Sure, Erik. I'll take that question. I think one of the things we've learned in TwinSpires is no individual state in and of itself is a game changer for the company. What's important is to build a capability and an infrastructure that hopefully over time will allow you to participate in a number of states. And as you participate in more and more states, that's where you can leverage your cost structure and your personnel to really drive increases in your profitability. So long term, we're very excited with the current environment that we're seeing activities so quickly with sports wagering in the face of the Supreme Court overruling past that. But ultimately, our excitement is a long-term play that hasn't happened yet that we're hopeful will develop over time where more and more states are interested in seeing a product like sports wagering offered in their market. And the realization that if they do so, and if we have access to a license in those jurisdictions, well, then we already have the personnel and platform capability that will allow us to participate in a cost-effective lucrative way. So that's a goal, and that's a strategy. That's not an event that happened yet. But we think some of the dynamics are aligning where it can be a real possibility for us over the next number of years.
Great. And just a quick follow-up on that. Do you have -- what would you say would be any kind of unique competitive capability that you guys have within the market that you could exploit?
Yes. This is Bill Mudd. I think the unique capability we have in the online space is we already have a team of sophisticated people that know how to acquire customers, that know how to manage those customers with good CRM capabilities, to bonus them, to take good care of the VIPs, to market and grow our brand. We do this right now in TwinSpires. We've got a lot of experience doing this as we own Big Fish Games. And we have, on our TwinSpires team, a number of folks that have real money online gaming expertise coming out of the European countries.
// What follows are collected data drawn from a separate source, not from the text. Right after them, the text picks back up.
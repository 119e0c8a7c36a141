//! `jptr` CLI — read and edit JSON documents with RFC 6901 pointers.
//!
//! ## Usage
//!
//! ```sh
//! # Read a value (stdin → stdout)
//! echo '{"a":[1,2,3]}' | jptr get /a/1
//!
//! # Insert into an array, from file to file
//! jptr add /a/1 9 -i doc.json -o out.json
//!
//! # Append with the "-" token
//! jptr add /a/- '{"k":true}' -i doc.json
//!
//! # Overwrite or delete an existing value
//! jptr replace /a/0 '"x"' -i doc.json --compact
//! jptr remove /a/0 -i doc.json
//!
//! # Inspect pointer encoding
//! jptr tokens '/a~1b/m~0n'     # ["a/b","m~n"]
//! jptr escape a/b m~n          # /a~1b/m~0n
//! ```
//!
//! Logging goes to stderr. `-v` raises the level (info, debug, trace);
//! `RUST_LOG` overrides it.

use anyhow::{Context, Result};
use clap::{ArgAction, Args, Parser, Subcommand};
use jptr_core::{JsonValue, Pointer};
use log::info;
use std::io::{self, Read};

#[derive(Parser)]
#[command(
    name = "jptr",
    version,
    about = "Read and edit JSON documents with RFC 6901 JSON Pointers"
)]
struct Cli {
    #[command(subcommand)]
    command: Commands,

    /// Increase log verbosity (-v info, -vv debug, -vvv trace)
    #[arg(short, long, action = ArgAction::Count, global = true)]
    verbose: u8,
}

#[derive(Subcommand)]
enum Commands {
    /// Print the value at a pointer
    Get {
        /// JSON Pointer, e.g. "/a/0" ("" for the whole document)
        pointer: String,
        #[command(flatten)]
        doc: DocumentArgs,
    },
    /// Add a value: insert into an array, or insert/overwrite an object member
    Add {
        /// JSON Pointer to the new location ("-" as last token appends)
        pointer: String,
        #[command(flatten)]
        value: ValueArgs,
        #[command(flatten)]
        doc: DocumentArgs,
    },
    /// Overwrite an existing value
    Replace {
        /// JSON Pointer to an existing value
        pointer: String,
        #[command(flatten)]
        value: ValueArgs,
        #[command(flatten)]
        doc: DocumentArgs,
    },
    /// Remove an existing value
    Remove {
        /// JSON Pointer to an existing value
        pointer: String,
        #[command(flatten)]
        doc: DocumentArgs,
    },
    /// Print the decoded reference tokens of a pointer as a JSON array
    Tokens {
        /// JSON Pointer to decode
        pointer: String,
    },
    /// Build a pointer from raw tokens, escaping '~' and '/'
    Escape {
        /// Unescaped reference tokens, outermost first
        #[arg(allow_hyphen_values = true)]
        tokens: Vec<String>,
    },
}

#[derive(Args)]
struct DocumentArgs {
    /// Input JSON file (reads from stdin if omitted)
    #[arg(short, long)]
    input: Option<String>,
    /// Output file (writes to stdout if omitted)
    #[arg(short, long)]
    output: Option<String>,
    /// Print compact JSON instead of pretty-printed
    #[arg(long)]
    compact: bool,
}

#[derive(Args)]
struct ValueArgs {
    /// New value as JSON text (e.g. 42, '"text"', '{"k":[1]}')
    #[arg(
        required_unless_present = "value_file",
        conflicts_with = "value_file",
        allow_hyphen_values = true
    )]
    value: Option<String>,
    /// Read the new value from a JSON file instead
    #[arg(long)]
    value_file: Option<String>,
}

fn main() -> Result<()> {
    let cli = Cli::parse();
    init_logging(cli.verbose);

    match cli.command {
        Commands::Get { pointer, doc } => {
            let pointer = parse_pointer(&pointer)?;
            let document = read_document(doc.input.as_deref())?;
            let value = jptr_core::get(&pointer, &document)
                .with_context(|| format!("Failed to get '{pointer}'"))?;
            write_value(&doc, &value)?;
        }
        Commands::Add { pointer, value, doc } => {
            let pointer = parse_pointer(&pointer)?;
            let new_value = read_new_value(&value)?;
            let document = read_document(doc.input.as_deref())?;
            let result = jptr_core::add(&pointer, &document, new_value)
                .with_context(|| format!("Failed to add at '{pointer}'"))?;
            write_value(&doc, &result)?;
        }
        Commands::Replace { pointer, value, doc } => {
            let pointer = parse_pointer(&pointer)?;
            let new_value = read_new_value(&value)?;
            let document = read_document(doc.input.as_deref())?;
            let result = jptr_core::replace(&pointer, &document, new_value)
                .with_context(|| format!("Failed to replace '{pointer}'"))?;
            write_value(&doc, &result)?;
        }
        Commands::Remove { pointer, doc } => {
            let pointer = parse_pointer(&pointer)?;
            let document = read_document(doc.input.as_deref())?;
            let result = jptr_core::remove(&pointer, &document)
                .with_context(|| format!("Failed to remove '{pointer}'"))?;
            write_value(&doc, &result)?;
        }
        Commands::Tokens { pointer } => {
            let pointer = parse_pointer(&pointer)?;
            println!("{}", serde_json::to_string(pointer.tokens())?);
        }
        Commands::Escape { tokens } => {
            println!("{}", Pointer::from_tokens(&tokens));
        }
    }

    Ok(())
}

/// Install the stderr logger. `RUST_LOG`, when set, wins over `-v`.
fn init_logging(verbose: u8) {
    let level = match verbose {
        0 => "warn",
        1 => "info",
        2 => "debug",
        _ => "trace",
    };
    env_logger::Builder::from_env(env_logger::Env::default().default_filter_or(level)).init();
}

fn parse_pointer(text: &str) -> Result<Pointer> {
    Pointer::parse(text).with_context(|| format!("Invalid JSON pointer: {text:?}"))
}

fn read_document(path: Option<&str>) -> Result<JsonValue> {
    let text = read_input(path)?;
    info!(
        "read {} bytes from {}",
        text.len(),
        path.unwrap_or("<stdin>")
    );
    serde_json::from_str(&text).context("Input document is not valid JSON")
}

fn read_new_value(args: &ValueArgs) -> Result<JsonValue> {
    match (&args.value, &args.value_file) {
        (_, Some(path)) => {
            let text = std::fs::read_to_string(path)
                .with_context(|| format!("Failed to read value file: {}", path))?;
            serde_json::from_str(&text)
                .with_context(|| format!("Value file is not valid JSON: {}", path))
        }
        (Some(text), None) => serde_json::from_str(text)
            .with_context(|| format!("Value is not valid JSON: {text}")),
        // clap enforces one of the two.
        (None, None) => anyhow::bail!("A value or --value-file is required"),
    }
}

fn write_value(args: &DocumentArgs, value: &JsonValue) -> Result<()> {
    let text = if args.compact {
        format!("{value}\n")
    } else {
        format!("{value:#}\n")
    };
    write_output(args.output.as_deref(), &text)
}

fn read_input(path: Option<&str>) -> Result<String> {
    match path {
        Some(path) => {
            std::fs::read_to_string(path).with_context(|| format!("Failed to read file: {}", path))
        }
        None => {
            let mut buf = String::new();
            io::stdin()
                .read_to_string(&mut buf)
                .context("Failed to read from stdin")?;
            Ok(buf)
        }
    }
}

fn write_output(path: Option<&str>, content: &str) -> Result<()> {
    match path {
        Some(path) => {
            std::fs::write(path, content)
                .with_context(|| format!("Failed to write file: {}", path))?;
            info!("wrote {} bytes to {}", content.len(), path);
        }
        None => {
            print!("{}", content);
        }
    }
    Ok(())
}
So while other people are out searching and scrambling, putting teams together, we already have those teams, the customer service teams and the marketing and the user acquisition teams largely in place. We'll obviously augment them with new folks, but I think that puts us a step ahead of everybody else. And on top of that, we have -- I think our partner on the technology space is, in my opinion, the best that there is out there. So I think between the technology and all of our human resource capabilities, I think we're well positioned.
And I'm showing no further questions at this time. I would now like to turn the call over to Mr. Bill Carstanjen for closing remarks.
Thank you, everybody. We appreciate you joining us on our call, and we appreciate those of you who are investors for trusting us with your capital and giving us a chance to demonstrate what we can do. We'll continue to be or attempt to be good stewards of your capital and make wise decisions that can grow the size of our company and grow our returns. So thanks, everybody. We'll see you next quarter and we hope we can continue a very good run that we're on right now. Thank you.
Ladies and gentlemen, thank you for participating in today's conference. This concludes today's conference. You may all disconnect. Everyone, have a great day.